Let $A$ be a set.
If $A \subset \mathbb{R}^n$ is Euclidean, it is convex iff for any $x,y \in A$, the line segment $tx + (1-t)y, \;\; t\in [0,1]$ is contained in $A$.
If $A$ is a geodesic space, it is convex iff for any $x,y \in A$, the geodesic curve between $x$ and $y$ is contained in $A$.
If $A$ is an arbitrary metric space, the "line segment" between $x,y \in A$ is defined as $Z_{x,y} = \{ z: d(x,z) + d(y,z) = d(x,y)\}$. So $A$ is convex iff $Z_{x,y} \in A$ for every $x,y\in A$. But this set $Z_{x,y}$ seems hard to describe for any two points $x,y \in A$. For example if our metric space is $(A \subset P(\mathbb{R}^n), W_2)$, i.e. probability densities with optimal transport distance, then it is already a difficult task to compute $W_2(x,y)$ let alone find all points along $Z_{x,y}$. So how would one prove that a subset is convex?

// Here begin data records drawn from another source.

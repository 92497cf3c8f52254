//! Durable path queue journaled to `<dir>/<name>.queue.jsonl`

use std::collections::VecDeque;
use std::path::{Path, PathBuf};
use std::sync::{Condvar, Mutex, MutexGuard, PoisonError};
use std::time::Duration;

use anyhow::{Context, Result};
use serde::{Deserialize, Serialize};
use siphon_core::{PathEntry, PathQueue, QueueError};

use crate::journal::Journal;

#[derive(Debug, Serialize, Deserialize)]
#[serde(tag = "op", rename_all = "lowercase")]
enum QueueOp {
    Put { path: PathEntry },
    Take { path: PathEntry },
}

struct State {
    pending: VecDeque<PathEntry>,
    closed: bool,
}

/// Bounded queue whose contents survive restarts.
///
/// Blocks exactly like [`siphon_core::MemoryQueue`]. Every put and every
/// take is journaled before the call returns, and opening replays the
/// journal, so an interrupted run picks up where it stopped without
/// rescanning. A restored backlog may exceed the capacity; puts then block
/// until it drains below it.
pub struct JournalQueue {
    state: Mutex<State>,
    not_empty: Condvar,
    not_full: Condvar,
    capacity: usize,
    journal: Journal,
}

impl JournalQueue {
    pub fn path_for(dir: &Path, name: &str) -> PathBuf {
        dir.join(format!("{name}.queue.jsonl"))
    }

    pub fn open(dir: &Path, name: &str, capacity: usize) -> Result<Self> {
        let path = Self::path_for(dir, name);
        let ops: Vec<QueueOp> = Journal::replay(&path)
            .with_context(|| format!("failed to read queue journal {}", path.display()))?;

        let mut pending = VecDeque::new();
        for op in ops {
            match op {
                QueueOp::Put { path } => pending.push_back(path),
                QueueOp::Take { path } => {
                    if let Some(i) = pending.iter().position(|p| *p == path) {
                        pending.remove(i);
                    }
                }
            }
        }
        if !pending.is_empty() {
            log::info!(
                "Resuming queue {name} with {} pending path(s)",
                pending.len()
            );
        }

        let records: Vec<QueueOp> = pending
            .iter()
            .map(|path| QueueOp::Put { path: path.clone() })
            .collect();
        let journal = Journal::create(&path, &records)
            .with_context(|| format!("failed to open queue journal {}", path.display()))?;

        Ok(Self {
            state: Mutex::new(State {
                pending,
                closed: false,
            }),
            not_empty: Condvar::new(),
            not_full: Condvar::new(),
            capacity: capacity.max(1),
            journal,
        })
    }

    fn lock(&self) -> MutexGuard<'_, State> {
        self.state.lock().unwrap_or_else(PoisonError::into_inner)
    }
}

impl PathQueue for JournalQueue {
    fn put(&self, entry: PathEntry, timeout: Option<Duration>) -> Result<bool, QueueError> {
        let guard = self.lock();
        let full = |s: &mut State| s.pending.len() >= self.capacity && !s.closed;
        let mut state = match timeout {
            Some(t) => {
                self.not_full
                    .wait_timeout_while(guard, t, full)
                    .unwrap_or_else(PoisonError::into_inner)
                    .0
            }
            None => self
                .not_full
                .wait_while(guard, full)
                .unwrap_or_else(PoisonError::into_inner),
        };
        if state.closed {
            return Err(QueueError::Closed);
        }
        if state.pending.len() >= self.capacity {
            return Ok(false);
        }

        self.journal.append(&QueueOp::Put {
            path: entry.clone(),
        })?;
        state.pending.push_back(entry);
        self.not_empty.notify_one();
        Ok(true)
    }

    fn poll(&self, timeout: Duration) -> Result<Option<PathEntry>, QueueError> {
        let guard = self.lock();
        let (mut state, _) = self
            .not_empty
            .wait_timeout_while(guard, timeout, |s| s.pending.is_empty() && !s.closed)
            .unwrap_or_else(PoisonError::into_inner);
        if state.closed {
            return Err(QueueError::Closed);
        }
        let Some(front) = state.pending.front() else {
            return Ok(None);
        };

        // Journal first: a failed write leaves the entry queued
        self.journal.append(&QueueOp::Take {
            path: front.clone(),
        })?;
        let entry = state.pending.pop_front();
        self.not_full.notify_one();
        Ok(entry)
    }

    fn len(&self) -> usize {
        self.lock().pending.len()
    }

    fn capacity(&self) -> usize {
        self.capacity
    }

    /// Compacts the journal to the pending entries and keeps it on disk
    fn close(&self) -> Result<(), QueueError> {
        let mut state = self.lock();
        if state.closed {
            return Ok(());
        }
        state.closed = true;
        let records: Vec<QueueOp> = state
            .pending
            .iter()
            .map(|path| QueueOp::Put { path: path.clone() })
            .collect();
        self.not_empty.notify_all();
        self.not_full.notify_all();
        self.journal.compact_and_close(&records)?;
        log::debug!(
            "Closed queue journal {} with {} pending path(s)",
            self.journal.path().display(),
            records.len()
        );
        Ok(())
    }
}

(On the other hand, is $(A, W_2)$ a geodesic space? In which case the geodesic between measures $x,y$ corresponds to an optimal transport plan between $x$ and $y$ and so convexity of $A$ would boil down to whether the optimal transport plan stays within $A$. But I am still not sure how one could prove this)